Track down each line below containing the string "false" and copy it.
### Data extract ###
use clap::Parser;
use tokio::net::TcpListener;
use tracing::{info, warn};

use dashboard_core::TodoListService;
use dashboard_server::config::Config;
use dashboard_server::seed::seed_demo_items;
use dashboard_server::{logging, AppState};

#[tokio::main]
async fn main() -> Result<(), Box<dyn std::error::Error>> {
    let config = Config::parse();
    logging::init_tracing();

    let repo = config.open_repository()?;
    let mut service = TodoListService::new(repo);
    if config.seed {
        let inserted = seed_demo_items(&mut service)?;
        info!(inserted, "demo items seeded");
    }

    let addr = config.bind_addr();
    let listener = TcpListener::bind(&addr).await?;
    info!(%addr, memory = config.memory, db = %config.db_path.display(), "listening");

    dashboard_server::run_with_shutdown(listener, AppState::from_service(service), async {
        if let Err(err) = tokio::signal::ctrl_c().await {
            warn!(error = %err, "failed to listen for shutdown signal");
        }
    })
    .await?;
    info!("shut down");
    Ok(())
}
use std::path::PathBuf;

use clap::Parser;

use dashboard_core::{InMemoryTodoRepo, StoreError};

use crate::store::SqliteTodoRepo;
use crate::DynTodoRepository;

#[derive(Parser, Debug, Clone)]
#[command(author, version, about = "dashboard — to-do list admin service", long_about = None)]
pub struct Config {
    /// Interface to bind
    #[arg(long, env = "DASHBOARD_HOST", default_value = "127.0.0.1")]
    pub host: String,

    /// Port to listen on
    #[arg(long, env = "PORT", default_value_t = 3000)]
    pub port: u16,

    /// Path to the SQLite database file
    #[arg(long, env = "DASHBOARD_DB", default_value = "dashboard.sqlite")]
    pub db_path: PathBuf,

    /// Keep items in memory instead of SQLite
    #[arg(long, default_value_t = false)]
    pub memory: bool,

    /// Insert demo items when the list is empty
    #[arg(long, default_value_t = false)]
    pub seed: bool,
}

impl Config {
    pub fn bind_addr(&self) -> String {
        format!("{}:{}", self.host, self.port)
    }

    pub fn open_repository(&self) -> Result<DynTodoRepository, StoreError> {
        if self.memory {
            return Ok(Box::new(InMemoryTodoRepo::default()));
        }
        Ok(Box::new(SqliteTodoRepo::open(&self.db_path)?))
    }
}

#[cfg(test)]
mod tests {
    use super::*;
    use dashboard_core::TodoRepository;
    use std::ffi::OsStr;

    #[test]
    fn defaults_bind_localhost_3000() {
        let config = Config::try_parse_from(["dashboard-server"]).unwrap();
        assert_eq!(config.port, 3000);
        assert_eq!(config.bind_addr(), "127.0.0.1:3000");
        assert!(!config.memory);
        assert!(!config.seed);
    }

    #[test]
    fn flags_override_defaults() {
        let config = Config::try_parse_from([
            "dashboard-server",
            "--host",
            "0.0.0.0",
            "--port",
            "8080",
            "--memory",
            "--seed",
        ])
        .unwrap();
        assert_eq!(config.bind_addr(), "0.0.0.0:8080");
        assert!(config.memory);
        assert!(config.seed);
    }

    #[test]
    fn memory_flag_skips_sqlite() {
        let config =
            Config::try_parse_from(["dashboard-server", "--memory", "--db-path", "/nonexistent/x/y.db"])
                .unwrap();
        let repo = config.open_repository().unwrap();
        assert!(repo.list_ordered().unwrap().is_empty());
    }

    #[test]
    fn sqlite_repository_is_created_at_db_path() {
        let dir = tempfile::tempdir().unwrap();
        let path = dir.path().join("dashboard.sqlite");
        let config = Config::try_parse_from([
            OsStr::new("dashboard-server"),
            OsStr::new("--db-path"),
            path.as_os_str(),
        ])
        .unwrap();
        config.open_repository().unwrap();
        assert!(path.exists());
    }
}
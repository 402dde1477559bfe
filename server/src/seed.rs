use dashboard_core::{ServiceError, TodoDraft, TodoListService, TodoRepository};

const DEMO_TITLES: &[(&str, &str)] = &[
    ("Write documentation", "Describe the reorder endpoint"),
    ("Check open reviews", ""),
    ("Draft release notes", "Collect merged changes since the last tag"),
];

/// Fill an empty list with demo items. Returns how many were inserted; a
/// list that already has items is left alone.
pub fn seed_demo_items<R: TodoRepository>(
    service: &mut TodoListService<R>,
) -> Result<usize, ServiceError> {
    if !service.list_ordered()?.is_empty() {
        return Ok(0);
    }
    for (title, description) in DEMO_TITLES {
        let mut draft = TodoDraft::new(*title);
        if !description.is_empty() {
            draft = draft.with_description(*description);
        }
        service.upsert(draft)?;
    }
    Ok(DEMO_TITLES.len())
}
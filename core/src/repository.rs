//! Storage seam for the to-do list.
//!
//! # Design
//! The trait is deliberately narrow so `TodoListService` stays storage
//! agnostic: the server plugs in SQLite, tests use `InMemoryTodoRepo`.
//! Methods that target a single id report whether a row was touched
//! instead of failing on a missing row.

use crate::error::StoreError;
use crate::types::{DateRange, TodoId, TodoItem};

/// Field values of an item that has not been stored yet.
#[derive(Debug, Clone, PartialEq, Eq)]
pub struct NewTodoItem {
    pub title: String,
    pub description: Option<String>,
    pub range: DateRange,
    pub sort_order: i64,
}

pub trait TodoRepository {
    /// All items, ascending by `sort_order`, ties broken by id.
    fn list_ordered(&self) -> Result<Vec<TodoItem>, StoreError>;

    fn find_by_id(&self, id: TodoId) -> Result<Option<TodoItem>, StoreError>;

    /// Store a new item; the repository assigns the id.
    fn insert(&mut self, item: NewTodoItem) -> Result<TodoItem, StoreError>;

    /// Overwrite title, description and range of an existing item.
    /// `sort_order` is left as stored. Returns `false` if the id is unknown.
    fn update(&mut self, item: &TodoItem) -> Result<bool, StoreError>;

    /// Returns `false` if the id is unknown.
    fn delete(&mut self, id: TodoId) -> Result<bool, StoreError>;

    fn max_sort_order(&self) -> Result<Option<i64>, StoreError>;

    /// Set `sort_order` for every listed id that exists; unknown ids are
    /// skipped. Returns the number of items updated.
    fn apply_sort_orders(&mut self, orders: &[(TodoId, i64)]) -> Result<usize, StoreError>;
}

impl<R: TodoRepository + ?Sized> TodoRepository for Box<R> {
    fn list_ordered(&self) -> Result<Vec<TodoItem>, StoreError> {
        (**self).list_ordered()
    }

    fn find_by_id(&self, id: TodoId) -> Result<Option<TodoItem>, StoreError> {
        (**self).find_by_id(id)
    }

    fn insert(&mut self, item: NewTodoItem) -> Result<TodoItem, StoreError> {
        (**self).insert(item)
    }

    fn update(&mut self, item: &TodoItem) -> Result<bool, StoreError> {
        (**self).update(item)
    }

    fn delete(&mut self, id: TodoId) -> Result<bool, StoreError> {
        (**self).delete(id)
    }

    fn max_sort_order(&self) -> Result<Option<i64>, StoreError> {
        (**self).max_sort_order()
    }

    fn apply_sort_orders(&mut self, orders: &[(TodoId, i64)]) -> Result<usize, StoreError> {
        (**self).apply_sort_orders(orders)
    }
}
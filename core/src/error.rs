//! Error types for the dashboard service and its client.
//!
//! # Design
//! Missing items are never an error on the service side: `complete` and
//! `reorder` treat unknown ids as no-ops. The service therefore only fails
//! with a field-level `ValidationError` or an opaque `StoreError`.
//!
//! `ApiError` is the client's view of the same failures after they crossed
//! the wire, plus the (de)serialization failures of the client itself.

use std::collections::BTreeMap;

use serde::{Deserialize, Serialize};
use thiserror::Error;

/// A rejected input field. Nothing is written when this is returned.
#[derive(Debug, Clone, Error, PartialEq, Eq)]
#[error("{field}: {message}")]
pub struct ValidationError {
    pub field: String,
    pub message: String,
}

impl ValidationError {
    pub fn new(field: impl Into<String>, message: impl Into<String>) -> Self {
        Self {
            field: field.into(),
            message: message.into(),
        }
    }

    pub fn required(field: &str) -> Self {
        Self::new(field, format!("The {field} field is required."))
    }

    pub fn to_body(&self) -> ValidationBody {
        let mut errors = BTreeMap::new();
        errors.insert(self.field.clone(), vec![self.message.clone()]);
        ValidationBody {
            message: self.message.clone(),
            errors,
        }
    }
}

/// JSON body of a 422 response: a summary plus messages keyed by field.
#[derive(Debug, Clone, Serialize, Deserialize, PartialEq, Eq)]
pub struct ValidationBody {
    pub message: String,
    #[serde(default)]
    pub errors: BTreeMap<String, Vec<String>>,
}

/// Any failure of the persistence layer.
#[derive(Debug, Error)]
#[error("storage failure: {0}")]
pub struct StoreError(#[source] Box<dyn std::error::Error + Send + Sync>);

impl StoreError {
    pub fn new(cause: impl Into<Box<dyn std::error::Error + Send + Sync>>) -> Self {
        Self(cause.into())
    }
}

/// Errors returned by `TodoListService`.
#[derive(Debug, Error)]
pub enum ServiceError {
    #[error("validation failed: {0}")]
    Validation(#[from] ValidationError),

    #[error(transparent)]
    Storage(#[from] StoreError),
}

/// Errors returned by `DashboardClient` parse methods.
#[derive(Debug, Error)]
pub enum ApiError {
    /// The server returned 404; the requested item does not exist.
    #[error("resource not found")]
    NotFound,

    /// The server rejected the input (422).
    #[error("validation failed: {}", .0.message)]
    Validation(ValidationBody),

    /// The server returned a non-2xx status other than 404 and 422.
    #[error("HTTP {status}: {body}")]
    HttpError { status: u16, body: String },

    /// The response body could not be deserialized into the expected type.
    #[error("deserialization failed: {0}")]
    DeserializationError(String),

    /// The request payload could not be serialized to JSON.
    #[error("serialization failed: {0}")]
    SerializationError(String),
}
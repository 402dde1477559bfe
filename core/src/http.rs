//! HTTP transport types for the host-does-IO client.
//!
//! # Design
//! Requests and responses are plain owned data. `DashboardClient` builds an
//! `HttpRequest` and parses an `HttpResponse`; whoever holds the network
//! connection performs the round-trip in between.

const JSON_CONTENT_TYPE: (&str, &str) = ("content-type", "application/json");

/// HTTP method for a request. The dashboard API only reads with `GET` and
/// mutates with `POST`.
#[derive(Debug, Clone, Copy, PartialEq, Eq)]
pub enum HttpMethod {
    Get,
    Post,
}

#[derive(Debug, Clone, PartialEq, Eq)]
pub struct HttpRequest {
    pub method: HttpMethod,
    pub path: String,
    pub headers: Vec<(String, String)>,
    pub body: Option<String>,
}

impl HttpRequest {
    pub fn get(path: String) -> Self {
        Self {
            method: HttpMethod::Get,
            path,
            headers: Vec::new(),
            body: None,
        }
    }

    /// A `POST` carrying `body` as JSON.
    pub fn post_json(path: String, body: String) -> Self {
        Self {
            method: HttpMethod::Post,
            path,
            headers: vec![(JSON_CONTENT_TYPE.0.to_string(), JSON_CONTENT_TYPE.1.to_string())],
            body: Some(body),
        }
    }

    /// A `POST` whose meaning is carried entirely by the path.
    pub fn post_empty(path: String) -> Self {
        Self {
            method: HttpMethod::Post,
            path,
            headers: Vec::new(),
            body: None,
        }
    }
}

#[derive(Debug, Clone, PartialEq, Eq)]
pub struct HttpResponse {
    pub status: u16,
    pub headers: Vec<(String, String)>,
    pub body: String,
}

impl HttpResponse {
    pub fn new(status: u16, body: impl Into<String>) -> Self {
        Self {
            status,
            headers: Vec::new(),
            body: body.into(),
        }
    }
}
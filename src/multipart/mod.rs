// Copyright (c) 2024 The filedrop developers
// Licensed under the Apache License, Version 2.0
// <LICENSE-APACHE or
// http://www.apache.org/licenses/LICENSE-2.0> or the MIT
// license <LICENSE-MIT or http://opensource.org/licenses/MIT>,
// at your option. All files in the project carrying such
// notice may not be copied, modified, or distributed except
// according to those terms.

//! Parsing of buffered `multipart/form-data` bodies.
//!
//! [`Multipart`](struct.Multipart.html) walks the parts of a body one at a time, and
//! [`extract_file`](fn.extract_file.html) picks the uploaded file out of them: the first part
//! declared as `form-data` with `name="file"`, a non-empty `filename` and a `Content-Type`.
//!
//! Parts are delimited by the first occurrence of the boundary. A file whose raw bytes contain
//! `\r\n--<boundary>` followed by `--` or a line break is therefore cut at that point; clients
//! are expected to choose a boundary that does not appear in the data.
//!
//! A body that is not closed by `--<boundary>--` has no parts: an upload cut off in transit is
//! never mistaken for a complete one.

use std::str::{self, Utf8Error};

use log::debug;
use percent_encoding::percent_decode_str;

pub use self::boundary::BoundaryScanner;
pub use self::field::{ContentDisposition, PartHeaders};

mod boundary;
mod field;

pub(crate) use self::field::split_header_value;

/// The form field the uploaded file is expected under.
pub const FILE_FIELD: &str = "file";

quick_error! {
    /// Error that can happen when processing a multipart body.
    #[derive(Debug)]
    pub enum MultipartError {
        /// The boundary declared by the request can't be used.
        Boundary(detail: String) {
            display("invalid multipart boundary: {}", detail)
        }
        /// The raw filename of the file part is not valid UTF-8.
        Filename(err: Utf8Error) {
            from()
            display("filename is not valid UTF-8: {}", err)
            cause(err)
        }
    }
}

/// A file extracted from a multipart body.
#[derive(Clone, Debug, PartialEq, Eq)]
pub struct ExtractedFile {
    /// The filename sent by the client, percent-decoded.
    ///
    /// ## Warning
    /// This is an arbitrary string chosen by the client. It may contain path separators or be
    /// an absolute path.
    pub filename: String,
    /// The `Content-Type` the client declared for the file.
    pub content_type: String,
    /// The bytes of the file, exactly as they appear in the body.
    pub payload: Vec<u8>,
}

/// One part of a multipart body.
#[derive(Debug)]
pub struct Part<'a> {
    pub headers: PartHeaders,
    /// The payload of the part, borrowed from the body.
    pub data: &'a [u8],
}

impl<'a> Part<'a> {
    /// The raw `name` parameter of the `Content-Disposition` header.
    pub fn name(&self) -> Option<&[u8]> {
        self.headers.disposition.as_ref().and_then(|d| d.name.as_deref())
    }

    /// The raw `filename` parameter of the `Content-Disposition` header.
    pub fn filename(&self) -> Option<&[u8]> {
        self.headers.disposition.as_ref().and_then(|d| d.filename.as_deref())
    }

    /// Returns `true` if this part carries an uploaded file under the `file` form field.
    pub fn is_file_upload(&self) -> bool {
        let form_data = self.headers.disposition.as_ref().map_or(false, ContentDisposition::is_form_data);

        form_data
            && self.name() == Some(FILE_FIELD.as_bytes())
            && self.filename().map_or(false, |f| !f.is_empty())
            && self.headers.content_type.is_some()
    }
}

/// Iterator over the parts of a buffered multipart body.
///
/// Parts whose header block can't be parsed are skipped.
#[derive(Debug)]
pub struct Multipart<'a> {
    scanner: BoundaryScanner<'a>,
}

impl<'a> Multipart<'a> {
    /// Prepares to read the parts of `body`, delimited by `boundary`.
    ///
    /// `boundary` is the value of the `boundary` parameter of the request's `Content-Type`,
    /// without the leading dashes.
    pub fn with_body(body: &'a [u8], boundary: &str) -> Result<Multipart<'a>, MultipartError> {
        if boundary.is_empty() {
            return Err(MultipartError::Boundary("the boundary is empty".to_owned()));
        }

        if boundary.bytes().any(|b| b == b'\r' || b == b'\n') {
            return Err(MultipartError::Boundary(format!("{:?} contains a line break", boundary)));
        }

        debug!("Boundary: {}", boundary);

        Ok(Multipart { scanner: BoundaryScanner::new(body, boundary) })
    }
}

impl<'a> Iterator for Multipart<'a> {
    type Item = Part<'a>;

    fn next(&mut self) -> Option<Part<'a>> {
        while let Some(raw) = self.scanner.next_part() {
            match PartHeaders::parse(raw) {
                Some((headers, data)) => return Some(Part { headers, data }),
                None => debug!("Skipping a part with unreadable headers ({} bytes)", raw.len()),
            }
        }

        None
    }
}

/// Extracts the uploaded file from a buffered `multipart/form-data` body.
///
/// Returns `Ok(None)` if no part carries a file under the `file` field. Only the first such part
/// is considered; the others are ignored.
///
/// # Example
///
/// ```
/// let body = b"--XyZ\r\n\
///     Content-Disposition: form-data; name=\"file\"; filename=\"my%20file.txt\"\r\n\
///     Content-Type: text/plain\r\n\
///     \r\n\
///     hello\r\n\
///     --XyZ--\r\n";
///
/// let file = filedrop::extract_file(body, "XyZ").unwrap().unwrap();
/// assert_eq!(file.filename, "my file.txt");
/// assert_eq!(file.content_type, "text/plain");
/// ```
pub fn extract_file(body: &[u8], boundary: &str) -> Result<Option<ExtractedFile>, MultipartError> {
    for part in Multipart::with_body(body, boundary)? {
        if !part.is_file_upload() {
            debug!("Ignoring part {:?}", part.name().map(String::from_utf8_lossy));
            continue;
        }

        let filename = match part.filename() {
            Some(raw) => decode_filename(raw)?,
            None => continue,
        };

        let content_type = part.headers.content_type.clone().unwrap_or_default();

        debug!("Found file {:?} ({}, {} bytes)", filename, content_type, part.data.len());

        return Ok(Some(ExtractedFile {
            filename,
            content_type,
            payload: part.data.to_vec(),
        }));
    }

    Ok(None)
}

/// The filename must be valid UTF-8; percent-escapes that don't decode to UTF-8 are replaced.
fn decode_filename(raw: &[u8]) -> Result<String, MultipartError> {
    let raw = str::from_utf8(raw)?;
    Ok(percent_decode_str(raw).decode_utf8_lossy().into_owned())
}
###
Answer area →
    #[arg(long, default_value_t = false)]
    #[arg(long, default_value_t = false)]
    /// `sort_order` is left as stored. Returns `false` if the id is unknown.
    /// Returns `false` if the id is unknown.
        let form_data = self.headers.disposition.as_ref().map_or(false, ContentDisposition::is_form_data);
            && self.filename().map_or(false, |f| !f.is_empty())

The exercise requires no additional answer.